Rasulullah Saw Bersabda :"Siapapun yang mengepalai salah satu urusan kaum muslimin dan tetap menjauhkan diri mereka dan tidak membayar dengan perhatian pada kebutuhan dan kemiskinan mereka, Allah akan tetap jauh darinya pada hari kiamat.
(HR. Abu Dawud, Ibnu Majah, dan Al-Hakim).
Bahkan Rasulullah pernah bersabda kepada Abu Dzar radhiyallahu anhu, "Wahai Abu Dzar, sungguh engkau itu lemah. Sungguh jabatan/kekuasaan itu adalah amanah, (HR. Muslim).
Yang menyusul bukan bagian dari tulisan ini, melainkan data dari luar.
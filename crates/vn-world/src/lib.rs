//! `vn-world` — reference implementations of the external capabilities.
//!
//! Nothing in the search or execution layers depends on this crate; it exists
//! so tests, demos and benchmarks have a concrete world to run against.
//!
//! # Crate layout
//!
//! | Module         | Contents                                                 |
//! |----------------|----------------------------------------------------------|
//! | [`block`]      | `BlockKind` palette                                      |
//! | [`voxel`]      | `VoxelWorld` (`World` impl), `VoxelWorldBuilder`         |
//! | [`kinematics`] | `KinematicSimulator` (`Simulator` impl)                  |
//! | [`sandbox`]    | `Sandbox` (`Host` impl) with failure injection           |
//! | [`loader`]     | `load_world_csv`, `load_world_reader`                    |
//! | [`scatter`]    | `scatter_obstacles`, `Scatter`                           |
//! | [`error`]      | `WorldError`, `WorldResult<T>`                           |

pub mod block;
pub mod error;
pub mod kinematics;
pub mod loader;
pub mod sandbox;
pub mod scatter;
pub mod voxel;


pub use block::BlockKind;
pub use error::{WorldError, WorldResult};
pub use kinematics::KinematicSimulator;
pub use loader::{load_world_csv, load_world_reader};
pub use sandbox::Sandbox;
pub use scatter::{scatter_obstacles, Scatter};
pub use voxel::{VoxelWorld, VoxelWorldBuilder};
"Sungguh amanah kekuasaan itu akan menjadi kerugian dan penyesalan pada hari kiamat," (HR. Muslim).
"Kecuali bagi orang yang mengambil amanah kekuasaan tersebut dengan benar dan menunaikan kewajiban di dalamnya,"(HR. Muslim).
Inilah dorongan ruhiyah atau kesadaran dari sisi individu ketika ingin mengambil amanah atau saat menjalankan amanah tersebut. Dia tidak akan mudah tergiur dengan iming-iming duniawi untuk memanfaatkan kekuasaannya demi kepentingan pribadi. Sehingga, kekuasaan dalam Islam akan dipegang oleh orang yang kompeten, ahli di bidangnya, dan sosok negarawan. Adapun secara mekanismenya, Khilafah akan memastikan beberapa hal agar para pegawainya tidak melakukan keculasan. Yakni Khilafah akan menjamin setiap pegawainya tercukupi kebutuhan pokok mereka secara tidak lansung dan menjamin kebutuhan dasar publik mereka secara langsung.
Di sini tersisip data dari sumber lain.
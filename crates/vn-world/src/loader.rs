//! CSV world loader.
//!
//! # CSV format
//!
//! One row per non-air block.  Rows may appear in any order; a later row for
//! the same position wins.
//!
//! ```csv
//! x,y,z,block
//! 0,-1,0,stone
//! 1,-1,0,stone
//! 3,0,0,bedrock
//! 4,-1,0,water
//! ```
//!
//! **`block`** is one of `air`, `grass`, `stone`, `dirt`, `bedrock`, `water`,
//! `lava`.  Rows outside the requested bounds are an error rather than being
//! silently dropped.

use std::io::Read;
use std::path::Path;

use serde::Deserialize;

use vn_core::BlockPos;

use crate::{BlockKind, VoxelWorld, WorldError, WorldResult};

// ── CSV record ────────────────────────────────────────────────────────────────

#[derive(Deserialize)]
struct BlockRecord {
    x:     i32,
    y:     i32,
    z:     i32,
    block: BlockKind,
}

// ── Public API ────────────────────────────────────────────────────────────────

/// Load a world loaded over `[min, max]` from a CSV file.
pub fn load_world_csv(path: &Path, min: BlockPos, max: BlockPos) -> WorldResult<VoxelWorld> {
    let file = std::fs::File::open(path).map_err(WorldError::Io)?;
    load_world_reader(file, min, max)
}

/// Like [`load_world_csv`] but accepts any `Read` source.
pub fn load_world_reader<R: Read>(reader: R, min: BlockPos, max: BlockPos) -> WorldResult<VoxelWorld> {
    let mut csv_reader = csv::Reader::from_reader(reader);
    let mut world = VoxelWorld::new(min, max);

    for result in csv_reader.deserialize::<BlockRecord>() {
        let row = result.map_err(|e| WorldError::Parse(e.to_string()))?;
        let pos = BlockPos::new(row.x, row.y, row.z);
        if !world.is_loaded(pos) {
            return Err(WorldError::OutOfBounds(pos));
        }
        world.set(pos, row.block);
    }

    Ok(world)
}
//! `vn-sim` — the tick-driven pathfinder loop for voxel_nav.
//!
//! # Tick loop
//!
//! ```text
//! every tick:
//!   ① Interrupts — stop / goal invalidation: unwind execution, clean the
//!                  goal up, report on_stop / on_failure.
//!   ② Resets     — goal changed, goal updated, chunk loaded, block update
//!                  near the path: unwind execution, then restart the
//!                  search from the agent's block.
//!   ③ Search     — one bounded producer slice.
//!                    Partial             → keep searching next tick
//!                    Success             → optimise, start execution
//!                    PartialSuccess      → optimise, execute, then resume
//!                                          the chained producer
//!                    NoPath / Timeout    → failure
//!   ④ Execute    — one ExecutionEngine tick (align / initialize / perform /
//!                  recover).  ResetRequested loops back to ③.
//! ```
//!
//! Controls are released on every terminal path; the goal's cleanup runs
//! exactly once per goal.
//!
//! # Cargo features
//!
//! | Feature    | Effect                                                   |
//! |------------|----------------------------------------------------------|
//! | `parallel` | Expands movement providers on Rayon's thread pool.       |
//!
//! # Quick-start
//!
//! ```rust,ignore
//! use vn_core::{BlockPos, PathConfig};
//! use vn_search::GoalBlock;
//! use vn_sim::{NoopObserver, PathfinderBuilder};
//! use vn_world::{KinematicSimulator, Sandbox};
//!
//! let mut pathfinder = PathfinderBuilder::new(PathConfig::load(config_path)?)
//!     .build(&KinematicSimulator)?;
//! pathfinder.set_goal(GoalBlock::new(BlockPos::new(40, 0, 0)));
//! let outcome = pathfinder.run(&mut sandbox, &mut NoopObserver, 5_000, Sandbox::advance)?;
//! ```

pub mod builder;
pub mod error;
pub mod observer;
pub mod pathfinder;


pub use builder::PathfinderBuilder;
pub use error::{PathfinderError, PathfinderResult};
pub use observer::{NoopObserver, PathfinderObserver};
pub use pathfinder::{Outcome, Pathfinder, PathfinderState, ResetCause};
Khilafah juga akan melakukan monitoring jumlah kekayaan pejabat, agar jika ada kelebihan harta tidak wajar dari pejabatnya, maka Khilafah akan menindak dengan cepat dan tegas. Dalam Khilafah juga ada mekanisme muhasabah (mengoreksi) penguasa atau pegawai negara. Aktivitas ini merupakan aktifitas wajib bagi seorang muslim. Karenanya, masyarakat Khilafah adalah masyarakat yang gemar melakukan amar maruf nahi munkar. Demikianlah, Khilafah mengatur agar individu, masyarakat, dan negara memiliki kesadaran politik yang shahih sehingga terwujud kebaikan dari penerapan syariat Islam secara kaffah.